We report a case of inability to ventilate through a nasotracheal tube due to occlusion of the tube by adenoid tissue avulsed during traumatic nasotracheal intubation. This case highlights the importance of preoperative assessment for possible enlarged adenoids in patients at risk and the need to perform a visual check of the nasotracheal tube if difficulty is encountered during its insertion.

A 30-year-old obese woman (BMI 37) presented to us for emergency dental surgery under general anaesthesia for buccal space infection. Besides heavy snoring at night, there was no other symptom suggestive of obstructive sleep apnoea. Airway assessment revealed limited mouth-opening due to pain.

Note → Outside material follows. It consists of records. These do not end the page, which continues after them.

//! Equatable and Comparable

use super::methods;
use crate::interp::{EvalResult, Interpreter, Object, Type};
use std::cmp::Ordering;

pub(super) fn define_equatable(ty: &Type) {
    methods(ty, &[("==", 1, equatable_eq)]);
}

pub(super) fn define_comparable(ty: &Type) {
    methods(ty, &[("==", 1, equatable_eq), ("equals", 1, comparable_equals)]);
}

fn equatable_eq(interp: &mut Interpreter, mut args: Vec<Object>) -> EvalResult<Object> {
    let receiver = args.remove(0);
    interp.call_method(receiver, "equals", args)
}

/// Default `equals` for comparable types: `compare` reports `:eq`
fn comparable_equals(interp: &mut Interpreter, args: Vec<Object>) -> EvalResult<Object> {
    let ordering = interp.compare(&args[0], &args[1])?;
    Ok(interp.boolean(ordering == Ordering::Equal))
}

/// Renders an [`Ordering`] as the atom `compare` methods return
pub(super) fn ordering(interp: &Interpreter, ordering: Ordering) -> Object {
    interp.atom(match ordering {
        Ordering::Less => "lt",
        Ordering::Equal => "eq",
        Ordering::Greater => "gt",
    })
}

Intravenous induction of anaesthesia with was uneventful. Cophenylcaine spray was applied to both nostrils. A nasotracheal tube (RAE North Size #6.5, Mallinckrodt Medical, Athlone, Ireland) was inserted through the left nostril with mild resistance, after an unsuccessful attempt on the right. During the subsequent direct laryngoscopy, the nasotracheal tube was seen passing through the vocal cords under direct vision. Some blood was also noted in the pharynx.

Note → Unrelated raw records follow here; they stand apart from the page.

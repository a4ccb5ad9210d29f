//! Token definitions

use logos::{Lexer, Logos};

/// Raw text of an embedded DSL block: `#name { ... }`
#[derive(Debug, Clone, PartialEq)]
pub struct DslBlock {
    pub name: String,
    pub source: String,
}

/// Rhovas token
#[derive(Logos, Debug, Clone, PartialEq)]
#[logos(skip r"[ \t\n\r]+")]
#[logos(skip r"//[^\n]*")]
pub enum Token {
    // Keywords
    #[token("import")]
    Import,
    #[token("as")]
    As,
    #[token("class")]
    Class,
    #[token("interface")]
    Interface,
    #[token("struct")]
    Struct,
    #[token("var")]
    Var,
    #[token("val")]
    Val,
    #[token("ctor")]
    Ctor,
    #[token("func")]
    Func,
    #[token("if")]
    If,
    #[token("else")]
    Else,
    #[token("match")]
    Match,
    #[token("for")]
    For,
    #[token("in")]
    In,
    #[token("while")]
    While,
    #[token("try")]
    Try,
    #[token("catch")]
    Catch,
    #[token("finally")]
    Finally,
    #[token("break")]
    Break,
    #[token("continue")]
    Continue,
    #[token("throw")]
    Throw,
    #[token("return")]
    Return,
    #[token("assert")]
    Assert,
    #[token("require")]
    Require,
    #[token("ensure")]
    Ensure,
    #[token("null")]
    Null,
    #[token("true")]
    True,
    #[token("false")]
    False,

    // Literals
    #[regex(r"[0-9]+\.[0-9]+", |lex| lex.slice().parse::<f64>().ok(), priority = 3)]
    DecimalLit(f64),

    #[regex(r"[0-9]+", |lex| lex.slice().parse::<i64>().ok(), priority = 2)]
    IntegerLit(i64),

    #[regex(r#""([^"\\\n\r]|\\.)*""#, |lex| {
        let s = lex.slice();
        unescape(&s[1..s.len() - 1]).map(|chars| chars.into_iter().collect::<String>())
    })]
    StringLit(String),

    #[regex(r"'([^'\\\n\r]|\\.)'", |lex| {
        let s = lex.slice();
        let mut chars = unescape(&s[1..s.len() - 1])?.into_iter();
        match (chars.next(), chars.next()) {
            (Some(c), None) => Some(c),
            _ => None,
        }
    })]
    CharLit(char),

    #[regex(r"[a-zA-Z_][a-zA-Z0-9_]*", |lex| lex.slice().to_string(), priority = 1)]
    Ident(String),

    #[regex(r"#[a-zA-Z_][a-zA-Z0-9_]*", lex_dsl)]
    Dsl(DslBlock),

    // Operators
    #[token("||")]
    PipePipe,
    #[token("&&")]
    AmpAmp,
    #[token("===")]
    EqEqEq,
    #[token("!==")]
    NotEqEq,
    #[token("==")]
    EqEq,
    #[token("!=")]
    NotEq,
    #[token("<=")]
    LtEq,
    #[token(">=")]
    GtEq,
    #[token("<")]
    Lt,
    #[token(">")]
    Gt,
    #[token("+")]
    Plus,
    #[token("-")]
    Minus,
    #[token("*")]
    Star,
    #[token("/")]
    Slash,
    #[token("!")]
    Bang,
    #[token("=")]
    Eq,
    #[token("|")]
    Pipe,

    // Delimiters
    #[token("(")]
    LParen,
    #[token(")")]
    RParen,
    #[token("{")]
    LBrace,
    #[token("}")]
    RBrace,
    #[token("[")]
    LBracket,
    #[token("]")]
    RBracket,

    // Punctuation
    #[token("..")]
    DotDot,
    #[token(".")]
    Dot,
    #[token(",")]
    Comma,
    #[token(";")]
    Semi,
    #[token(":")]
    Colon,
}

/// Processes backslash escapes; `None` on an unknown escape
fn unescape(raw: &str) -> Option<Vec<char>> {
    let mut result = Vec::with_capacity(raw.len());
    let mut chars = raw.chars();
    while let Some(c) = chars.next() {
        if c != '\\' {
            result.push(c);
            continue;
        }
        result.push(match chars.next()? {
            'n' => '\n',
            't' => '\t',
            'r' => '\r',
            '0' => '\0',
            '\\' => '\\',
            '\'' => '\'',
            '"' => '"',
            _ => return None,
        });
    }
    Some(result)
}

/// Consumes the brace-delimited body following `#name`. Braces nest.
fn lex_dsl(lex: &mut Lexer<Token>) -> Option<DslBlock> {
    let name = lex.slice()[1..].to_string();
    let rest = lex.remainder();
    let open = rest.find(|c: char| !matches!(c, ' ' | '\t'))?;
    if !rest[open..].starts_with('{') {
        return None;
    }
    let mut depth = 0usize;
    for (offset, c) in rest[open..].char_indices() {
        match c {
            '{' => depth += 1,
            '}' => {
                depth -= 1;
                if depth == 0 {
                    let body = &rest[open + 1..open + offset];
                    let source = dedent(body);
                    lex.bump(open + offset + 1);
                    return Some(DslBlock { name, source });
                }
            }
            _ => {}
        }
    }
    None
}

/// Single-line bodies are trimmed. Multi-line bodies lose the indentation of
/// their first non-blank line along with the leading and trailing blank lines.
pub fn dedent(body: &str) -> String {
    if !body.contains('\n') {
        return body.trim().to_string();
    }
    let lines: Vec<&str> = body.lines().collect();
    let first = lines.iter().position(|line| !line.trim().is_empty());
    let last = lines.iter().rposition(|line| !line.trim().is_empty());
    let (Some(first), Some(last)) = (first, last) else {
        return String::new();
    };
    let indent = lines[first].len() - lines[first].trim_start().len();
    lines[first..=last]
        .iter()
        .map(|line| {
            let width = line.len() - line.trim_start().len();
            &line[width.min(indent)..]
        })
        .collect::<Vec<_>>()
        .join("\n")
}

impl Token {
    /// Reserved words, which are still valid member names after `.`
    pub fn is_keyword(&self) -> bool {
        matches!(
            self,
            Token::Import
                | Token::As
                | Token::Class
                | Token::Interface
                | Token::Struct
                | Token::Var
                | Token::Val
                | Token::Ctor
                | Token::Func
                | Token::If
                | Token::Else
                | Token::Match
                | Token::For
                | Token::In
                | Token::While
                | Token::Try
                | Token::Catch
                | Token::Finally
                | Token::Break
                | Token::Continue
                | Token::Throw
                | Token::Return
                | Token::Assert
                | Token::Require
                | Token::Ensure
                | Token::Null
                | Token::True
                | Token::False
        )
    }
}

impl std::fmt::Display for Token {
    fn fmt(&self, f: &mut std::fmt::Formatter<'_>) -> std::fmt::Result {
        match self {
            Token::Import => write!(f, "import"),
            Token::As => write!(f, "as"),
            Token::Class => write!(f, "class"),
            Token::Interface => write!(f, "interface"),
            Token::Struct => write!(f, "struct"),
            Token::Var => write!(f, "var"),
            Token::Val => write!(f, "val"),
            Token::Ctor => write!(f, "ctor"),
            Token::Func => write!(f, "func"),
            Token::If => write!(f, "if"),
            Token::Else => write!(f, "else"),
            Token::Match => write!(f, "match"),
            Token::For => write!(f, "for"),
            Token::In => write!(f, "in"),
            Token::While => write!(f, "while"),
            Token::Try => write!(f, "try"),
            Token::Catch => write!(f, "catch"),
            Token::Finally => write!(f, "finally"),
            Token::Break => write!(f, "break"),
            Token::Continue => write!(f, "continue"),
            Token::Throw => write!(f, "throw"),
            Token::Return => write!(f, "return"),
            Token::Assert => write!(f, "assert"),
            Token::Require => write!(f, "require"),
            Token::Ensure => write!(f, "ensure"),
            Token::Null => write!(f, "null"),
            Token::True => write!(f, "true"),
            Token::False => write!(f, "false"),
            Token::DecimalLit(n) => write!(f, "{n}"),
            Token::IntegerLit(n) => write!(f, "{n}"),
            Token::StringLit(s) => write!(f, "\"{s}\""),
            Token::CharLit(c) => write!(f, "'{c}'"),
            Token::Ident(s) => write!(f, "{s}"),
            Token::Dsl(block) => write!(f, "#{} {{ ... }}", block.name),
            Token::PipePipe => write!(f, "||"),
            Token::AmpAmp => write!(f, "&&"),
            Token::EqEqEq => write!(f, "==="),
            Token::NotEqEq => write!(f, "!=="),
            Token::EqEq => write!(f, "=="),
            Token::NotEq => write!(f, "!="),
            Token::LtEq => write!(f, "<="),
            Token::GtEq => write!(f, ">="),
            Token::Lt => write!(f, "<"),
            Token::Gt => write!(f, ">"),
            Token::Plus => write!(f, "+"),
            Token::Minus => write!(f, "-"),
            Token::Star => write!(f, "*"),
            Token::Slash => write!(f, "/"),
            Token::Bang => write!(f, "!"),
            Token::Eq => write!(f, "="),
            Token::Pipe => write!(f, "|"),
            Token::LParen => write!(f, "("),
            Token::RParen => write!(f, ")"),
            Token::LBrace => write!(f, "{{"),
            Token::RBrace => write!(f, "}}"),
            Token::LBracket => write!(f, "["),
            Token::RBracket => write!(f, "]"),
            Token::DotDot => write!(f, ".."),
            Token::Dot => write!(f, "."),
            Token::Comma => write!(f, ","),
            Token::Semi => write!(f, ";"),
            Token::Colon => write!(f, ":"),
        }
    }
}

Following intubation there were high airway pressures and ventilation was unsuccessful with no expired carbon dioxide trace on end-tidal capnography. On withdrawal of the tube, blood-stained tissue resembling adenoid was found to be occluding the tip. The airway was subsequently secured uneventfully via oral intubation.

Fibreoptic nasopharyngoscopy by the otorhinolaryngologist showed that the left adenoid was raw and partially avulsed. In addition, both adenoids were noted to be enlarged and swollen. Blood clots were noted in the posterior nasal space, but there was no active bleeding. The turbinates were intact. The dental procedure proceeded uneventfully and the patient was well postoperatively.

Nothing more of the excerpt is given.